ENTRIES PROVIDED:
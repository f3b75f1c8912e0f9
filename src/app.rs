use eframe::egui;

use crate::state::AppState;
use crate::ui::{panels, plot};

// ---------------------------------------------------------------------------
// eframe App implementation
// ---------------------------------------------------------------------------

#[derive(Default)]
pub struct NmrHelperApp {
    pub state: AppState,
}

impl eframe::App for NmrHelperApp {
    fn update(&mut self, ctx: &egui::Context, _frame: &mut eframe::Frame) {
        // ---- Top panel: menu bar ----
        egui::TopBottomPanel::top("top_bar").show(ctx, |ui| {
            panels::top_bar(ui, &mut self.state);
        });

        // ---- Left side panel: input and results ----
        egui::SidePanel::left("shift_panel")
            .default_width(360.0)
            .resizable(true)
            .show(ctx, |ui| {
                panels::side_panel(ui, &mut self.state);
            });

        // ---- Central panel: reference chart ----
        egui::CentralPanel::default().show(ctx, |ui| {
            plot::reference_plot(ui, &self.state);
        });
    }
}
---
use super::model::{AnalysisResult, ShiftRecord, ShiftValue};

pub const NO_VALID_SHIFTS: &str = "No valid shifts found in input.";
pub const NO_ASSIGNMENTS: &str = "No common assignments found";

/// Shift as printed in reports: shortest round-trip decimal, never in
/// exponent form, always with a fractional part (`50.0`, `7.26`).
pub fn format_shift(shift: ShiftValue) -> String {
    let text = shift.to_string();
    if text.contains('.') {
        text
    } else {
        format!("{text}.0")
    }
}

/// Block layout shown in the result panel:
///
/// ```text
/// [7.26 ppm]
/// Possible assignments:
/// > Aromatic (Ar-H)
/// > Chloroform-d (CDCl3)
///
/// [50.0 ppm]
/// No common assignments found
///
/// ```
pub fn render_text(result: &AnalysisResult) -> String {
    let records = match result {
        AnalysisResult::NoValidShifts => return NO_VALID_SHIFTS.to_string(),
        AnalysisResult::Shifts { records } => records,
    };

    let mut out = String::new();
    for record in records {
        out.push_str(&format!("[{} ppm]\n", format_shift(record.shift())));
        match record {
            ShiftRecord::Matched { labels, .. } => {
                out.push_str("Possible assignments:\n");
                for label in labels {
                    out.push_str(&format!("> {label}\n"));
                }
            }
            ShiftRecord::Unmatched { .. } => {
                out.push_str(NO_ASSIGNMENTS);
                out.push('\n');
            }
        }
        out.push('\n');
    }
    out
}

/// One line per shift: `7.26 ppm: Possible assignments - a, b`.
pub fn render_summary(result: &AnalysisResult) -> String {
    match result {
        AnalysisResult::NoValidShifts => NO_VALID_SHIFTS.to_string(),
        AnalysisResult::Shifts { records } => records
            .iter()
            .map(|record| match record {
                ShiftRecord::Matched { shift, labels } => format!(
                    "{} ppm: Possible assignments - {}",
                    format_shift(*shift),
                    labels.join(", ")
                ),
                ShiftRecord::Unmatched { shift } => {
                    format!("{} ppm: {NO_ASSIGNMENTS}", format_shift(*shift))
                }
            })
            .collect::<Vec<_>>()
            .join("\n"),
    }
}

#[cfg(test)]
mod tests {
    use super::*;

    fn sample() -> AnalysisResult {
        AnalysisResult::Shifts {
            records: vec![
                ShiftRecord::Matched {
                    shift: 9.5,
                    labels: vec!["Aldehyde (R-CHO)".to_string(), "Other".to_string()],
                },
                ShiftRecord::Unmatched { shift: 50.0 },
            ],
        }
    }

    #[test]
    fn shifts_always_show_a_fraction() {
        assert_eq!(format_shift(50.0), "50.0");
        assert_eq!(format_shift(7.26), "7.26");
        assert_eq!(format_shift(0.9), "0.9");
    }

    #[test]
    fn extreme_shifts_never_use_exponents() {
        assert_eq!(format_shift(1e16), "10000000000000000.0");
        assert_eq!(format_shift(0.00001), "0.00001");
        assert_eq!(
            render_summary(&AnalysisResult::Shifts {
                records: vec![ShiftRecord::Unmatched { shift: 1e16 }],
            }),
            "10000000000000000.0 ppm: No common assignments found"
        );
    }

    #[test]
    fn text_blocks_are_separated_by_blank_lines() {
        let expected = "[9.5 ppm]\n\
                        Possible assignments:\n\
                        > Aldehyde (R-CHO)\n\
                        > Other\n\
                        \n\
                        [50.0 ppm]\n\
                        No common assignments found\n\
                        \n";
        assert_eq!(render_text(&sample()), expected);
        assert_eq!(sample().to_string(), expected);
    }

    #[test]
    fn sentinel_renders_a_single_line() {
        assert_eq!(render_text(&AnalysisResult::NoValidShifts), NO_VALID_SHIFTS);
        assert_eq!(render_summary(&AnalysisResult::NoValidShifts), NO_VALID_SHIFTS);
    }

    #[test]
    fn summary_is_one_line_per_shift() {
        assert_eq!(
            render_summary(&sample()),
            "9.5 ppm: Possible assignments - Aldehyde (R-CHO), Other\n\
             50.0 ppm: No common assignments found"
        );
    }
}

PROBLEM REQUIREMENTS: Bring together each line above where the string "NmrHelperApp" turns up.

RESULT OF THIS EXERCISE:
pub struct NmrHelperApp {
impl eframe::App for NmrHelperApp {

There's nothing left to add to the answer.